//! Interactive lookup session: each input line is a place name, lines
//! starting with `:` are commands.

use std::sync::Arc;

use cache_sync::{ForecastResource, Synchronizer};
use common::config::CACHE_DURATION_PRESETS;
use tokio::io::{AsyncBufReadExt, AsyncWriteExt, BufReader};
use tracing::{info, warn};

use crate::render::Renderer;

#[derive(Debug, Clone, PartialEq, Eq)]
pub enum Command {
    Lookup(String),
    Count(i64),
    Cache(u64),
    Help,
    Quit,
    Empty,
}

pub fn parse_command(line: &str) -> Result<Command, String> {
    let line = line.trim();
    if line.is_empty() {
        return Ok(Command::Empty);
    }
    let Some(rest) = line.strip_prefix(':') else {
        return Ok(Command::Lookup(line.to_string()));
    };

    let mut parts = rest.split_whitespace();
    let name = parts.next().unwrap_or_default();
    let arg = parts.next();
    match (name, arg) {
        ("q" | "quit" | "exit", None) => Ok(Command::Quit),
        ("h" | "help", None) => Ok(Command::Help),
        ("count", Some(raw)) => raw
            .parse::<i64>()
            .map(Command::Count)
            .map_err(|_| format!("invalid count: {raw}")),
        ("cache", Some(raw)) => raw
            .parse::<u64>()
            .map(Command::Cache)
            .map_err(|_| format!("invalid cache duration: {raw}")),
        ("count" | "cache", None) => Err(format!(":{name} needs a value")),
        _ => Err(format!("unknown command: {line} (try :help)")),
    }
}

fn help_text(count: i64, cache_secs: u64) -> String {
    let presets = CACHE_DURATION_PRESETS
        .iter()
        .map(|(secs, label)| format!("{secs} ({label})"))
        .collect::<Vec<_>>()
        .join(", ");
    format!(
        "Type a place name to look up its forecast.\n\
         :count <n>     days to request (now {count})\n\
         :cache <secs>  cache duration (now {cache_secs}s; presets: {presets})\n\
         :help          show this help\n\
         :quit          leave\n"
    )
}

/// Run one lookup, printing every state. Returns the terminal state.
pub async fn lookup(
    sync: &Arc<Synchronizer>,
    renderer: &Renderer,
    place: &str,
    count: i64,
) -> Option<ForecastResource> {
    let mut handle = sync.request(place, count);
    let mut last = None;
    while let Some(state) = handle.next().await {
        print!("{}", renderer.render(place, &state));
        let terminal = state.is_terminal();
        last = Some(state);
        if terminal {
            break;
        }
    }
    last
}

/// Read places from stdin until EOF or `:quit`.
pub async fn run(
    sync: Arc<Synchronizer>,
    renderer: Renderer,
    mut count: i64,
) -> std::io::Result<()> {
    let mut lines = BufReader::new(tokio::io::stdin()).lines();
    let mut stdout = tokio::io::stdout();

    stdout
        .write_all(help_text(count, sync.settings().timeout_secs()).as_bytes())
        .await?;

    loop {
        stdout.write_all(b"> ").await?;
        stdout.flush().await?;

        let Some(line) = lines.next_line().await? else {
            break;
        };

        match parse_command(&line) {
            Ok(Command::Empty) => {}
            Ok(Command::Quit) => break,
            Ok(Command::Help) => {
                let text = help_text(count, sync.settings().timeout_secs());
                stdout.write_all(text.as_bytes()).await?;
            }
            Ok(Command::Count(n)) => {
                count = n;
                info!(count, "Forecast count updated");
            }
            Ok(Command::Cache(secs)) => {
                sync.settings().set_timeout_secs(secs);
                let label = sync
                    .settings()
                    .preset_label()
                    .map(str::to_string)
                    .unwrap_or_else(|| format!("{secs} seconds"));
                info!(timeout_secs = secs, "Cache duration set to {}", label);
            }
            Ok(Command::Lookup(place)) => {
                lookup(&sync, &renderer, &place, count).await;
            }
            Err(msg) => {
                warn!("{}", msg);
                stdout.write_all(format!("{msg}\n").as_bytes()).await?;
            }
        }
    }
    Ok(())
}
-------------------------
Make an exact transcription of the entries.

//! Interactive lookup session: each input line is a place name, lines
//! starting with `:` are commands.

use std::sync::Arc;

use cache_sync::{ForecastResource, Synchronizer};
use common::config::CACHE_DURATION_PRESETS;
use tokio::io::{AsyncBufReadExt, AsyncWriteExt, BufReader};
use tracing::{info, warn};

use crate::render::Renderer;

#[derive(Debug, Clone, PartialEq, Eq)]
pub enum Command {
    Lookup(String),
    Count(i64),
    Cache(u64),
    Help,
    Quit,
    Empty,
}

pub fn parse_command(line: &str) -> Result<Command, String> {
    let line = line.trim();
    if line.is_empty() {
        return Ok(Command::Empty);
    }
    let Some(rest) = line.strip_prefix(':') else {
        return Ok(Command::Lookup(line.to_string()));
    };

    let mut parts = rest.split_whitespace();
    let name = parts.next().unwrap_or_default();
    let arg = parts.next();
    match (name, arg) {
        ("q" | "quit" | "exit", None) => Ok(Command::Quit),
        ("h" | "help", None) => Ok(Command::Help),
        ("count", Some(raw)) => raw
            .parse::<i64>()
            .map(Command::Count)
            .map_err(|_| format!("invalid count: {raw}")),
        ("cache", Some(raw)) => raw
            .parse::<u64>()
            .map(Command::Cache)
            .map_err(|_| format!("invalid cache duration: {raw}")),
        ("count" | "cache", None) => Err(format!(":{name} needs a value")),
        _ => Err(format!("unknown command: {line} (try :help)")),
    }
}

fn help_text(count: i64, cache_secs: u64) -> String {
    let presets = CACHE_DURATION_PRESETS
        .iter()
        .map(|(secs, label)| format!("{secs} ({label})"))
        .collect::<Vec<_>>()
        .join(", ");
    format!(
        "Type a place name to look up its forecast.\n\
         :count <n>     days to request (now {count})\n\
         :cache <secs>  cache duration (now {cache_secs}s; presets: {presets})\n\
         :help          show this help\n\
         :quit          leave\n"
    )
}

/// Run one lookup, printing every state. Returns the terminal state.
pub async fn lookup(
    sync: &Arc<Synchronizer>,
    renderer: &Renderer,
    place: &str,
    count: i64,
) -> Option<ForecastResource> {
    let mut handle = sync.request(place, count);
    let mut last = None;
    while let Some(state) = handle.next().await {
        print!("{}", renderer.render(place, &state));
        let terminal = state.is_terminal();
        last = Some(state);
        if terminal {
            break;
        }
    }
    last
}

/// Read places from stdin until EOF or `:quit`.
pub async fn run(
    sync: Arc<Synchronizer>,
    renderer: Renderer,
    mut count: i64,
) -> std::io::Result<()> {
    let mut lines = BufReader::new(tokio::io::stdin()).lines();
    let mut stdout = tokio::io::stdout();

    stdout
        .write_all(help_text(count, sync.settings().timeout_secs()).as_bytes())
        .await?;

    loop {
        stdout.write_all(b"> ").await?;
        stdout.flush().await?;

        let Some(line) = lines.next_line().await? else {
            break;
        };

        match parse_command(&line) {
            Ok(Command::Empty) => {}
            Ok(Command::Quit) => break,
            Ok(Command::Help) => {
                let text = help_text(count, sync.settings().timeout_secs());
                stdout.write_all(text.as_bytes()).await?;
            }
            Ok(Command::Count(n)) => {
                count = n;
                info!(count, "Forecast count updated");
            }
            Ok(Command::Cache(secs)) => {
                sync.settings().set_timeout_secs(secs);
                let label = sync
                    .settings()
                    .preset_label()
                    .map(str::to_string)
                    .unwrap_or_else(|| format!("{secs} seconds"));
                info!(timeout_secs = secs, "Cache duration set to {}", label);
            }
            Ok(Command::Lookup(place)) => {
                lookup(&sync, &renderer, &place, count).await;
            }
            Err(msg) => {
                warn!("{}", msg);
                stdout.write_all(format!("{msg}\n").as_bytes()).await?;
            }
        }
    }
    Ok(())
}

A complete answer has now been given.